**Task to complete:**
Look over the listing below and report how many of its lines contain the string "table", with no other words.

**Supplied material:**
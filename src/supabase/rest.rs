use super::options::SupabaseOptions;
use crate::types::{RealtimeError, Result};
use reqwest::{RequestBuilder, Response};
use serde_json::Value;

/// PostgREST calls: table writes and RPC.
#[derive(Clone)]
pub struct RestClient {
    base_endpoint: String,
    api_key: String,
    bearer: String,
    http: reqwest::Client,
}

impl RestClient {
    pub fn new(options: &SupabaseOptions) -> Result<Self> {
        let http = reqwest::Client::builder()
            .timeout(options.timeout())
            .build()?;
        Ok(Self {
            base_endpoint: options.rest_endpoint()?,
            api_key: options.api_key.clone(),
            bearer: options.bearer().to_string(),
            http,
        })
    }

    /// Insert one row and return it as stored.
    pub async fn insert(&self, table: &str, row: Value) -> Result<Value> {
        let url = format!("{}/{}", self.base_endpoint, table);
        let response = self
            .post(&url)
            .header("Prefer", "return=representation")
            .json(&row)
            .send()
            .await?;
        let response = Self::check(response, "insert", table).await?;
        let body: Value = response.json().await?;
        tracing::debug!("Inserted row into {}", table);
        Ok(first_row(body))
    }

    /// Insert or merge on `on_conflict` columns.
    pub async fn upsert(&self, table: &str, row: Value, on_conflict: &str) -> Result<()> {
        let url = format!("{}/{}", self.base_endpoint, table);
        let response = self
            .post(&url)
            .query(&[("on_conflict", on_conflict)])
            .header("Prefer", "resolution=merge-duplicates,return=minimal")
            .json(&row)
            .send()
            .await?;
        Self::check(response, "upsert", table).await?;
        Ok(())
    }

    pub async fn rpc(&self, function: &str, params: Value) -> Result<Value> {
        let url = format!("{}/rpc/{}", self.base_endpoint, function);
        let response = self.post(&url).json(&params).send().await?;
        let response = Self::check(response, "rpc", function).await?;
        let text = response.text().await?;
        if text.trim().is_empty() {
            return Ok(Value::Null);
        }
        Ok(serde_json::from_str(&text)?)
    }

    fn post(&self, url: &str) -> RequestBuilder {
        self.http
            .post(url)
            .header("Content-Type", "application/json")
            .header("apikey", &self.api_key)
            .header("Authorization", format!("Bearer {}", self.bearer))
    }

    async fn check(response: Response, operation: &str, target: &str) -> Result<Response> {
        let status = response.status();
        if status.is_success() {
            return Ok(response);
        }
        let detail = response.text().await.unwrap_or_default();
        Err(RealtimeError::Delivery(format!(
            "{} on '{}' failed with status {}: {}",
            operation, target, status, detail
        )))
    }
}

/// `return=representation` answers with an array of the written rows.
fn first_row(body: Value) -> Value {
    match body {
        Value::Array(mut rows) if !rows.is_empty() => rows.swap_remove(0),
        Value::Array(_) => Value::Null,
        other => other,
    }
}

#[cfg(test)]
mod tests {
    use super::*;
    use serde_json::json;

    #[test]
    fn test_first_row_of_representation() {
        assert_eq!(
            first_row(json!([{"id": "srv_1"}, {"id": "srv_2"}])),
            json!({"id": "srv_1"})
        );
        assert_eq!(first_row(json!([])), Value::Null);
        assert_eq!(first_row(json!({"id": "srv_3"})), json!({"id": "srv_3"}));
    }

    #[test]
    fn test_client_targets_rest_endpoint() {
        let options = SupabaseOptions::new("https://abc.supabase.co", "anon");
        let client = RestClient::new(&options).unwrap();
        assert_eq!(client.base_endpoint, "https://abc.supabase.co/rest/v1");
        assert_eq!(client.bearer, "anon");
    }
}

**Task response:**
8